In late March, Cook introduced legislation that would repeal the bag ban. Boswell had earlier introduced a similar House bill. Both bills may be considered in an upcoming special legislative session.
Cook has said that several large retail stores have asked for the repeal. The North Carolina Retail Merchants Association also supports repeal.
In explaining his reason for sponsoring the bill, Cook cites data from the state’s now discontinued Big Sweep litter-cleanup effort that showed no correlation between the ban and less plastic bag litter.
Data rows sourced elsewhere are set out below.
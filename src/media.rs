use std::{collections::HashMap, fmt, str::FromStr};

use serde::{Deserialize, Serialize};

use crate::error::JobError;

pub const SUPPORTED_FORMATS: [OutputFormat; 4] = [
    OutputFormat::Mp4,
    OutputFormat::Webm,
    OutputFormat::Mp3,
    OutputFormat::M4a,
];

#[derive(Debug, Clone, Copy, PartialEq, Eq, Hash, Serialize, Deserialize)]
#[serde(rename_all = "lowercase")]
pub enum OutputFormat {
    Mp4,
    Webm,
    Mp3,
    M4a,
}

/// Capability set a request needs from a stream variant.
#[derive(Debug, Clone, Copy, PartialEq, Eq)]
pub enum MediaKind {
    AudioOnly,
    AudioVideo,
}

impl OutputFormat {
    pub fn extension(self) -> &'static str {
        match self {
            OutputFormat::Mp4 => "mp4",
            OutputFormat::Webm => "webm",
            OutputFormat::Mp3 => "mp3",
            OutputFormat::M4a => "m4a",
        }
    }

    pub fn kind(self) -> MediaKind {
        match self {
            OutputFormat::Mp3 | OutputFormat::M4a => MediaKind::AudioOnly,
            OutputFormat::Mp4 | OutputFormat::Webm => MediaKind::AudioVideo,
        }
    }

    /// Target audio bitrate when the output is re-encoded as audio.
    pub fn audio_bitrate_kbps(self) -> Option<u32> {
        match self {
            OutputFormat::Mp3 => Some(192),
            OutputFormat::M4a => Some(256),
            OutputFormat::Mp4 | OutputFormat::Webm => None,
        }
    }

    /// Whether bytes of `variant` can be written to disk as-is for this format.
    /// Audio outputs are always re-encoded; video outputs only need a remux
    /// when the upstream container differs.
    pub fn needs_transcode(self, variant: &StreamVariant) -> bool {
        match self.kind() {
            MediaKind::AudioOnly => true,
            MediaKind::AudioVideo => !variant.container.eq_ignore_ascii_case(self.extension()),
        }
    }
}

impl fmt::Display for OutputFormat {
    fn fmt(&self, f: &mut fmt::Formatter<'_>) -> fmt::Result {
        f.write_str(self.extension())
    }
}

impl FromStr for OutputFormat {
    type Err = JobError;

    fn from_str(value: &str) -> Result<Self, Self::Err> {
        match value.trim().to_ascii_lowercase().as_str() {
            "mp4" => Ok(OutputFormat::Mp4),
            "webm" => Ok(OutputFormat::Webm),
            "mp3" => Ok(OutputFormat::Mp3),
            "m4a" => Ok(OutputFormat::M4a),
            _ => Err(JobError::invalid_input(
                "Invalid format. Allowed: mp4, webm, mp3, m4a",
            )),
        }
    }
}

impl fmt::Display for MediaKind {
    fn fmt(&self, f: &mut fmt::Formatter<'_>) -> fmt::Result {
        match self {
            MediaKind::AudioOnly => write!(f, "audio"),
            MediaKind::AudioVideo => write!(f, "audio+video"),
        }
    }
}

/// One encoded rendition of the source media, as listed by the extractor.
#[derive(Debug, Clone, PartialEq, Serialize)]
#[serde(rename_all = "camelCase")]
pub struct StreamVariant {
    pub format_id: String,
    #[serde(skip_serializing)]
    pub url: String,
    #[serde(skip_serializing)]
    pub http_headers: HashMap<String, String>,
    pub has_video: bool,
    pub has_audio: bool,
    pub height: Option<u32>,
    pub audio_bitrate_kbps: Option<f32>,
    pub container: String,
    pub content_length: Option<u64>,
    pub quality_label: Option<String>,
}

#[derive(Debug, Clone, PartialEq, Serialize)]
#[serde(rename_all = "camelCase")]
pub struct Author {
    pub name: String,
    pub channel_url: Option<String>,
}

#[derive(Debug, Clone, PartialEq)]
pub struct VideoMetadata {
    pub id: String,
    pub title: String,
    pub duration_seconds: u64,
    pub thumbnail_url: Option<String>,
    pub author: Author,
    pub variants: Vec<StreamVariant>,
}

/// Renders a duration as `h:mm:ss`, or `m:ss` below one hour.
pub fn format_duration(total_seconds: u64) -> String {
    let hours = total_seconds / 3600;
    let minutes = (total_seconds % 3600) / 60;
    let seconds = total_seconds % 60;

    if hours > 0 {
        format!("{hours}:{minutes:02}:{seconds:02}")
    } else {
        format!("{minutes}:{seconds:02}")
    }
}

/// Strips characters that are unsafe in file names on common filesystems.
pub fn sanitize_title(title: &str) -> String {
    let cleaned: String = title
        .chars()
        .filter(|character| {
            !character.is_control()
                && !matches!(
                    character,
                    '/' | '\\' | '?' | '<' | '>' | ':' | '*' | '|' | '"'
                )
        })
        .collect();
    let trimmed = cleaned.trim().trim_matches('.').trim();

    if trimmed.is_empty() {
        "download".to_string()
    } else {
        trimmed.chars().take(140).collect()
    }
}
use std::{collections::HashMap, sync::Arc};

use tokio::{
    sync::Mutex,
    time::{Duration, Instant},
};

pub const DEFAULT_METADATA_TTL: Duration = Duration::from_secs(600);
pub const CACHE_PURGE_INTERVAL: Duration = Duration::from_secs(120);
const MAX_CACHE_ENTRIES: usize = 5_000;

struct CacheEntry<V> {
    value: V,
    expires_at: Instant,
    inserted_at: Instant,
}

/// In-memory key/value store whose entries expire after a per-entry TTL.
///
/// Reads hand out clones, so callers never share state with the cache.
#[derive(Clone)]
pub struct TtlCache<V> {
    entries: Arc<Mutex<HashMap<String, CacheEntry<V>>>>,
    default_ttl: Duration,
}

impl<V: Clone> TtlCache<V> {
    pub fn new(default_ttl: Duration) -> Self {
        Self {
            entries: Arc::new(Mutex::new(HashMap::new())),
            default_ttl,
        }
    }

    pub async fn get(&self, key: &str) -> Option<V> {
        let mut entries = self.entries.lock().await;
        let now = Instant::now();

        let expired = match entries.get(key) {
            Some(entry) if entry.expires_at > now => return Some(entry.value.clone()),
            Some(_) => true,
            None => false,
        };

        if expired {
            entries.remove(key);
        }
        None
    }

    pub async fn set(&self, key: impl Into<String>, value: V, ttl: Duration) {
        let now = Instant::now();
        let mut entries = self.entries.lock().await;
        entries.insert(
            key.into(),
            CacheEntry {
                value,
                expires_at: now + ttl,
                inserted_at: now,
            },
        );
        trim_cache_entries(&mut entries);
    }

    pub async fn set_default(&self, key: impl Into<String>, value: V) {
        self.set(key, value, self.default_ttl).await;
    }

    pub async fn remove(&self, key: &str) -> Option<V> {
        self.entries.lock().await.remove(key).map(|entry| entry.value)
    }

    /// Drops every expired entry and returns how many were removed.
    pub async fn purge_expired(&self) -> usize {
        let now = Instant::now();
        let mut entries = self.entries.lock().await;
        let before = entries.len();
        entries.retain(|_, entry| entry.expires_at > now);
        before - entries.len()
    }

    pub async fn len(&self) -> usize {
        self.entries.lock().await.len()
    }
}

fn trim_cache_entries<V>(entries: &mut HashMap<String, CacheEntry<V>>) {
    if entries.len() <= MAX_CACHE_ENTRIES {
        return;
    }

    let overflow = entries.len() - MAX_CACHE_ENTRIES;
    let mut oldest = entries
        .iter()
        .map(|(key, entry)| (key.clone(), entry.inserted_at))
        .collect::<Vec<_>>();
    oldest.sort_by_key(|(_, inserted_at)| *inserted_at);

    for (key, _) in oldest.into_iter().take(overflow) {
        entries.remove(&key);
    }
}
He also says that most retailers on the Outer Banks are not in compliance with the law, and it does not address the overall problem with litter.
“The purpose of the legislation that passed in 2009 banning plastic bags was to tamp down on the bags that end up flying around on our beaches – a noble goal, to be sure,” Cook said in an email. “However, this ban has not been a success and it’s a regulation that impacts North Carolina businesses large and small … And, make no mistake – should the ban be repealed, retailers may continue to use paper bags or utilize other materials or methods that work best for their business and customers.”
According to Ocean Conservancy data, volunteers who have conducted beach cleanups in North Carolina have removed 37,000 plastic grocery bags since 2008.
Sara Hallas, coastal education coordinator at the North Carolina Coastal Federation’s northeast office, said disbanding the state’s Big Sweep effort has made it more challenging to coordinate data collection on littering, although some groups, such as Surfrider, still conduct beach sweeps.
Little more than anecdotal information appears to exist about effects before and after the bag ban on the Outer Banks.
“We need data to prove its effectiveness, and the data is lacking,” Hallas said.
There are also conflicting national studies about the cost and effectiveness of plastic bag bans. But there does seem to be agreement that plastic bags are bad for marine animals and create too much litter and trash.
John McIntosh, service manager at Hatteras Recycle in Salvo, said he is supportive of any program that could decrease the number of plastic bags in the environment.
But as someone who sees the enormous volume of recycling generated by thousands of tourists – on a recent week, his company collected 30 tons of recyclables from the 1,600 accounts it services– he is skeptical about how effective plastic bag recycling could realistically be.
“Judging how people deal with recycling while they’re on vacation, that’s the last thing they’re going to think of, is returning plastic bags,” he said. “They’re just going to throw them in the garbage, or throw them in the recycling container.”